Dow Chemical is investing $6 billion to enlarge its manufacturing facilities in the United States by 40 percent, based on a wager that low natural gas prices here will persist into the middle of the next decade, a Dow executive said in Chicago this week.
The investment reverses Dow's vocal exodus from manufacturing in the United States, said Doug May, Dow's business president of olefins, aromatics, and alternatives, during the Kellogg School of Management Energy Conference Wednesday at Northwestern University.
"We're putting $6 billion here in the U.S. Gulf Coast, betting that the gas advantage maintains for us to get a suitable return on that investment, which is into the next decade," May told about 125 people, mostly graduate students, assembled at the management school.
Firms like Dow are emboldened by the news that U.S. natural gas production increased by 4 percent last year, even during a glut that caused low prices that discourage new drilling.
"I think those trends are going to last at least into the early or middle part of the next decade," May said.
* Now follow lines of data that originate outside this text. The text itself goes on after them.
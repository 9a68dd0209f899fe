//! The record lifecycle service.
//!
//! [`RecordService`] orchestrates drafts, publication, versions, access
//! changes and deletion on top of any [`RecordStore`]. Every operation
//! follows the same shape: load the entities it touches, ask the
//! [`PermissionPolicy`], mutate in memory, then register the changes on one
//! [`UnitOfWork`] and commit it. Nothing is written until every check has
//! passed, so a failed operation leaves the store as it was.

pub mod access;
pub mod deletion;
pub mod drafts;
pub mod item;
pub mod scan;

use std::sync::Arc;

use chrono::{NaiveDate, Utc};
use rdm_core::{
  EntityKind, Error, Result,
  config::ServiceConfig,
  parent::Parent,
  permission::{GrantPolicy, PermissionPolicy},
  record::{Draft, Record},
  store::{RecordStore, UnitOfWork},
  versions::VersionState,
};
use uuid::Uuid;

pub use item::{DraftItem, RecordItem};
pub use scan::ExpiredEmbargoScan;

/// Lifecycle operations over a record store.
///
/// `S::Error` must convert into [`rdm_core::Error`] so that store conflicts
/// surface as [`Error::Conflict`].
pub struct RecordService<S, P = GrantPolicy> {
  store:  Arc<S>,
  policy: P,
  config: ServiceConfig,
}

impl<S> RecordService<S> {
  /// A service using the default [`GrantPolicy`].
  pub fn new(store: Arc<S>, config: ServiceConfig) -> Self {
    Self::with_policy(store, GrantPolicy, config)
  }
}

impl<S, P> RecordService<S, P> {
  pub fn with_policy(store: Arc<S>, policy: P, config: ServiceConfig) -> Self {
    Self { store, policy, config }
  }

  pub fn store(&self) -> &Arc<S> { &self.store }

  pub fn config(&self) -> &ServiceConfig { &self.config }
}

impl<S, P> RecordService<S, P>
where
  S: RecordStore,
  P: PermissionPolicy,
  Error: From<S::Error>,
{
  // ─── Loading ──────────────────────────────────────────────────────────────

  async fn load_parent(&self, id: Uuid) -> Result<Parent> {
    self
      .store
      .get_parent(id)
      .await?
      .ok_or_else(|| Error::not_found(EntityKind::Parent, id))
  }

  async fn load_record(&self, id: Uuid) -> Result<Record> {
    self
      .store
      .get_record(id)
      .await?
      .ok_or_else(|| Error::not_found(EntityKind::Record, id))
  }

  async fn load_draft(&self, id: Uuid) -> Result<Draft> {
    self
      .store
      .get_draft(id)
      .await?
      .ok_or_else(|| Error::not_found(EntityKind::Draft, id))
  }

  async fn load_state(&self, parent_id: Uuid) -> Result<VersionState> {
    self
      .store
      .get_version_state(parent_id)
      .await?
      .ok_or_else(|| Error::not_found(EntityKind::VersionState, parent_id))
  }

  async fn commit(&self, uow: UnitOfWork) -> Result<()> {
    let ops = uow.len();
    self.store.commit(uow).await?;
    tracing::debug!(ops, "committed unit of work");
    Ok(())
  }
}

/// The current day in UTC, used for embargo comparisons.
pub(crate) fn today() -> NaiveDate { Utc::now().date_naive() }
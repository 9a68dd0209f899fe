//! Parent: the stable identity shared by every version of a record.

use std::collections::BTreeSet;

use chrono::{DateTime, Utc};
use serde::{Deserialize, Serialize};
use uuid::Uuid;

use crate::access::{grants::Grant, links::SecretLink, settings::AccessSettings};

/// The user who owns a lineage.
#[derive(Debug, Clone, PartialEq, Eq, Serialize, Deserialize)]
pub struct Owner {
  pub user: String,
}

/// Access data that applies to every version of a record.
#[derive(Debug, Clone, PartialEq, Eq, Default, Serialize, Deserialize)]
pub struct ParentAccess {
  pub owned_by: Option<Owner>,
  #[serde(default)]
  pub grants:   Vec<Grant>,
  #[serde(default)]
  pub links:    Vec<SecretLink>,
  #[serde(default)]
  pub settings: AccessSettings,
}

/// The cross-version entity. Never versioned itself: only the latest state is
/// kept.
#[derive(Debug, Clone, PartialEq, Eq, Serialize, Deserialize)]
pub struct Parent {
  pub id:          Uuid,
  pub communities: BTreeSet<Uuid>,
  pub access:      ParentAccess,
  pub created_at:  DateTime<Utc>,
  pub updated_at:  DateTime<Utc>,
  /// Optimistic-lock counter; 0 means not yet persisted.
  pub revision:    u32,
}

impl Parent {
  pub fn new() -> Self {
    let now = Utc::now();
    Self {
      id:          Uuid::new_v4(),
      communities: BTreeSet::new(),
      access:      ParentAccess::default(),
      created_at:  now,
      updated_at:  now,
      revision:    0,
    }
  }
}

impl Default for Parent {
  fn default() -> Self { Self::new() }
}
//! The expired-embargo scan.
//!
//! The scan reads the search-index mirror page by page, keyed on record id,
//! so it never holds more than one page in memory and can resume from the
//! last id it returned. It never writes; pairing it with
//! [`RecordService::lift_embargo`] is up to the caller.

use std::collections::VecDeque;

use rdm_core::{
  Error, Result,
  identity::Identity,
  permission::{Action, PermissionPolicy, Resource},
  record::Record,
  store::{RecordQuery, RecordStore},
};
use uuid::Uuid;

use crate::{RecordService, today};

/// A lazy sequence of records whose embargo is active and due.
///
/// Results reflect the index at the time each page is fetched; records
/// lifted or changed mid-scan may or may not appear.
pub struct ExpiredEmbargoScan<'a, S> {
  store: &'a S,
  query: RecordQuery,
  page:  VecDeque<Record>,
  done:  bool,
}

impl<'a, S> ExpiredEmbargoScan<'a, S>
where
  S: RecordStore,
  Error: From<S::Error>,
{
  fn new(store: &'a S, query: RecordQuery) -> Self {
    Self { store, query, page: VecDeque::new(), done: false }
  }

  /// Continue after `record_id`, e.g. to restart an interrupted scan.
  pub fn resume_after(mut self, record_id: Uuid) -> Self {
    self.query.after = Some(record_id);
    self
  }

  /// The id of the last record fetched from the index.
  pub fn cursor(&self) -> Option<Uuid> { self.query.after }

  /// The next due record, fetching another page when the current one is
  /// exhausted.
  pub async fn next(&mut self) -> Result<Option<Record>> {
    if self.page.is_empty() && !self.done {
      self.fetch_page().await?;
    }
    Ok(self.page.pop_front())
  }

  /// Drain the scan into a vector.
  pub async fn collect(mut self) -> Result<Vec<Record>> {
    let mut records = Vec::new();
    while let Some(record) = self.next().await? {
      records.push(record);
    }
    Ok(records)
  }

  async fn fetch_page(&mut self) -> Result<()> {
    let records = self.store.search(&self.query).await?;
    let full = self.query.limit.is_some_and(|limit| records.len() >= limit);

    if let Some(last) = records.last() {
      self.query.after = Some(last.id);
    }
    self.done = !full;
    tracing::debug!(fetched = records.len(), cursor = ?self.query.after, "fetched scan page");

    self.page.extend(records);
    Ok(())
  }
}

impl<S, P> RecordService<S, P>
where
  S: RecordStore,
  P: PermissionPolicy,
  Error: From<S::Error>,
{
  /// Every record with an active embargo whose `until` is on or before today
  /// (UTC), ordered by record id.
  pub fn scan_expired_embargos(&self, identity: &Identity) -> Result<ExpiredEmbargoScan<'_, S>> {
    self.policy.check(identity, Action::ScanEmbargos, &Resource::Global)?;

    let query = RecordQuery {
      limit: Some(self.config.scan_page_size.max(1)),
      ..RecordQuery::expired_embargos(today())
    };
    Ok(ExpiredEmbargoScan::new(self.store.as_ref(), query))
  }
}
The Michigan Chemical Company's U.S. expansion remains dwarfed, however, by its $20 billion investment in Saudi Arabia.
"Back in the 2005-2008 time frame, we could not be competitive with our assets here in the U.S., which was the majority of our asset base," May said. "We had to go find other locations, and we tend to partner with sovereign nations who use their energy resources as leverage to create whole economies. So we've got significant assets in Kuwait, Saudi Arabia, and we're building out a very large one in Saudi Arabia right now."
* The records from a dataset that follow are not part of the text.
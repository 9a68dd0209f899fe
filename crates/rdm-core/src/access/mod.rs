//! Access control for records, drafts and parents.
//!
//! Record-level access (protection and embargo) lives on each record and
//! draft. Cross-version access (owner, grants, secret links, request settings)
//! lives on the parent, see [`ParentAccess`](crate::parent::ParentAccess).
//!
//! The visible [`AccessStatus`] is never stored: it is derived from protection
//! and embargo every time it is read.

pub mod grants;
pub mod links;
pub mod mask;
pub mod settings;

use chrono::NaiveDate;
use serde::{Deserialize, Serialize, de::DeserializeOwned};
use uuid::Uuid;

use crate::{Error, Result};

// ─── Protection ──────────────────────────────────────────────────────────────

/// Visibility of one facet (metadata or files) of a record.
#[derive(
  Debug, Clone, Copy, PartialEq, Eq, Hash, Default, Serialize, Deserialize,
)]
#[serde(rename_all = "lowercase")]
pub enum Visibility {
  #[default]
  Public,
  Restricted,
}

impl Visibility {
  pub fn is_public(self) -> bool { matches!(self, Self::Public) }
}

/// Visibility of the record metadata and of its files.
#[derive(Debug, Clone, Copy, PartialEq, Eq, Default, Serialize, Deserialize)]
pub struct Protection {
  pub record: Visibility,
  pub files:  Visibility,
}

// ─── Embargo ─────────────────────────────────────────────────────────────────

/// A time-bounded restriction. Once `until` has passed the embargo is liftable
/// but stays active until something lifts it.
#[derive(Debug, Clone, PartialEq, Eq, Default, Serialize, Deserialize)]
pub struct Embargo {
  #[serde(default)]
  pub active: bool,
  #[serde(default)]
  pub until:  Option<NaiveDate>,
  #[serde(default)]
  pub reason: Option<String>,
}

impl Embargo {
  /// An active embargo ending on `until`.
  pub fn until(until: NaiveDate, reason: Option<String>) -> Self {
    Self { active: true, until: Some(until), reason }
  }

  /// Active, with an `until` date on or before `today`.
  pub fn is_expired(&self, today: NaiveDate) -> bool {
    self.active && self.until.is_some_and(|until| until <= today)
  }

  /// Deactivate the embargo if its date has been reached. Returns `false` and
  /// leaves `self` unchanged otherwise.
  pub fn lift(&mut self, today: NaiveDate) -> bool {
    match self.until {
      Some(until) if until <= today => {
        self.active = false;
        true
      }
      _ => false,
    }
  }
}

// ─── Status ──────────────────────────────────────────────────────────────────

/// The effective visibility shown to readers.
#[derive(
  Debug, Clone, Copy, PartialEq, Eq, Hash, Serialize, Deserialize, strum::Display,
)]
#[serde(rename_all = "kebab-case")]
#[strum(serialize_all = "kebab-case")]
pub enum AccessStatus {
  Open,
  Embargoed,
  Restricted,
  MetadataOnly,
}

/// Derive the status from protection and embargo. Pure; callers recompute it
/// on every read.
pub fn compute_status(protection: &Protection, embargo: &Embargo) -> AccessStatus {
  if embargo.active {
    AccessStatus::Embargoed
  } else if !protection.record.is_public() {
    AccessStatus::Restricted
  } else if !protection.files.is_public() {
    AccessStatus::MetadataOnly
  } else {
    AccessStatus::Open
  }
}

// ─── RecordAccess ────────────────────────────────────────────────────────────

/// Access settings carried by every record and draft.
///
/// Equality is structural; the lifecycle service uses it to decide whether a
/// draft still mirrors its record.
#[derive(Debug, Clone, PartialEq, Eq, Default, Serialize, Deserialize)]
pub struct RecordAccess {
  #[serde(default)]
  pub protection: Protection,
  #[serde(default)]
  pub embargo:    Embargo,
}

/// Serialised form of [`RecordAccess`] with the derived status attached.
#[derive(Debug, Clone, Serialize)]
pub struct RecordAccessDump<'a> {
  #[serde(flatten)]
  pub access: &'a RecordAccess,
  pub status: AccessStatus,
}

impl RecordAccess {
  pub fn status(&self) -> AccessStatus {
    compute_status(&self.protection, &self.embargo)
  }

  pub fn dump(&self) -> RecordAccessDump<'_> {
    RecordAccessDump { access: self, status: self.status() }
  }

  /// Structural checks that serde cannot express.
  pub fn validate(&self) -> Result<()> {
    if self.embargo.active && self.embargo.until.is_none() {
      return Err(Error::Validation(
        "an active embargo requires an `until` date".into(),
      ));
    }
    Ok(())
  }

  /// Lift the embargo of record or draft `id` as of `today`.
  ///
  /// Fails with [`Error::EmbargoNotLifted`] when the embargo has no date or
  /// its date is still in the future; `self` is untouched in that case.
  /// Protection is never altered.
  pub fn lift_embargo(&mut self, id: Uuid, today: NaiveDate) -> Result<()> {
    if self.embargo.lift(today) {
      Ok(())
    } else {
      Err(Error::EmbargoNotLifted(id))
    }
  }
}

/// Deserialise client-supplied JSON into `T`, reporting malformed input and
/// unknown enum members as [`Error::Validation`].
pub fn load<T: DeserializeOwned>(value: serde_json::Value) -> Result<T> {
  serde_json::from_value(value).map_err(|e| Error::Validation(e.to_string()))
}

/// Load and validate record access from client JSON. A client-supplied
/// `status` field is ignored.
pub fn load_access(value: serde_json::Value) -> Result<RecordAccess> {
  let access: RecordAccess = load(value)?;
  access.validate()?;
  Ok(access)
}

#[cfg(test)]
mod tests {
  use serde_json::json;

  use super::*;

  fn date(s: &str) -> NaiveDate { s.parse().unwrap() }

  fn protection(record: Visibility, files: Visibility) -> Protection {
    Protection { record, files }
  }

  #[test]
  fn status_table() {
    use Visibility::{Public, Restricted};

    let off = Embargo::default();
    let on = Embargo::until(date("3220-06-01"), None);

    assert_eq!(
      compute_status(&protection(Public, Public), &off),
      AccessStatus::Open
    );
    assert_eq!(
      compute_status(&protection(Public, Restricted), &off),
      AccessStatus::MetadataOnly
    );
    assert_eq!(
      compute_status(&protection(Restricted, Restricted), &off),
      AccessStatus::Restricted
    );
    assert_eq!(
      compute_status(&protection(Restricted, Public), &off),
      AccessStatus::Restricted
    );
    for p in [Public, Restricted] {
      for f in [Public, Restricted] {
        assert_eq!(
          compute_status(&protection(p, f), &on),
          AccessStatus::Embargoed
        );
      }
    }
  }

  #[test]
  fn status_is_deterministic() {
    let access = RecordAccess {
      protection: protection(Visibility::Public, Visibility::Restricted),
      embargo:    Embargo::default(),
    };
    let first = access.status();
    for _ in 0..10 {
      assert_eq!(access.status(), first);
    }
  }

  #[test]
  fn lift_future_embargo_fails_and_keeps_state() {
    let mut access = RecordAccess {
      protection: protection(Visibility::Public, Visibility::Restricted),
      embargo:    Embargo::until(date("3220-06-01"), Some("pending".into())),
    };
    let before = access.clone();
    let id = Uuid::new_v4();

    let err = access.lift_embargo(id, date("2024-01-01")).unwrap_err();
    assert!(matches!(err, Error::EmbargoNotLifted(e) if e == id));
    assert_eq!(access, before);
  }

  #[test]
  fn lift_on_the_until_date_succeeds() {
    let mut access = RecordAccess {
      protection: Protection::default(),
      embargo:    Embargo::until(date("2024-01-01"), None),
    };
    access
      .lift_embargo(Uuid::new_v4(), date("2024-01-01"))
      .unwrap();
    assert!(!access.embargo.active);
    assert_eq!(access.embargo.until, Some(date("2024-01-01")));
    assert_eq!(access.status(), AccessStatus::Open);
  }

  #[test]
  fn lift_keeps_protection() {
    let mut access = RecordAccess {
      protection: protection(Visibility::Public, Visibility::Restricted),
      embargo:    Embargo::until(date("2000-01-01"), None),
    };
    access.lift_embargo(Uuid::new_v4(), date("2024-01-01")).unwrap();
    assert_eq!(access.protection.files, Visibility::Restricted);
    assert_eq!(access.status(), AccessStatus::MetadataOnly);
  }

  #[test]
  fn lift_without_date_fails() {
    let mut access = RecordAccess::default();
    assert!(
      access
        .lift_embargo(Uuid::new_v4(), date("2024-01-01"))
        .is_err()
    );
  }

  #[test]
  fn load_rejects_active_embargo_without_until() {
    let err = load_access(json!({
      "protection": { "record": "public", "files": "restricted" },
      "embargo": { "active": true }
    }))
    .unwrap_err();
    assert!(matches!(err, Error::Validation(_)));
  }

  #[test]
  fn load_rejects_unknown_visibility() {
    let err = load_access(json!({
      "protection": { "record": "secret", "files": "public" }
    }))
    .unwrap_err();
    assert!(matches!(err, Error::Validation(_)));
  }

  #[test]
  fn load_ignores_client_status() {
    let access = load_access(json!({
      "protection": { "record": "public", "files": "public" },
      "status": "restricted"
    }))
    .unwrap();
    assert_eq!(access.status(), AccessStatus::Open);
  }

  #[test]
  fn dump_includes_derived_status() {
    let access = RecordAccess {
      protection: protection(Visibility::Public, Visibility::Restricted),
      embargo:    Embargo::until(date("3220-06-01"), None),
    };
    let value = serde_json::to_value(access.dump()).unwrap();
    assert_eq!(value["status"], "embargoed");
    assert_eq!(value["protection"]["files"], "restricted");
    assert_eq!(value["embargo"]["until"], "3220-06-01");
  }
}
In the U.S., Dow is banking on cheap oil and natural-gas derivatives from shale gas operations to support massive plant expansions in Texas and Louisiana.
"This U-Turn that occurred here in the U.S. has encouraged us to put $6 billion back into the U.S., restarting a cracker we had shut down, to produce ethylene, to build a brand new ethylene cracker in Texas, we've also invested in an all-purpose propylene facility, and then we've built a host of derivatives around it that serve the packaging industry primarily, for food safety and the consumer durables and automotive industry."
May also said manufacturers are following Dow's return to the U.S. to take advantage of the products its produces, an outlook somewhat at odds with a less optimistic prediction made by analysts at A.T. Kearney.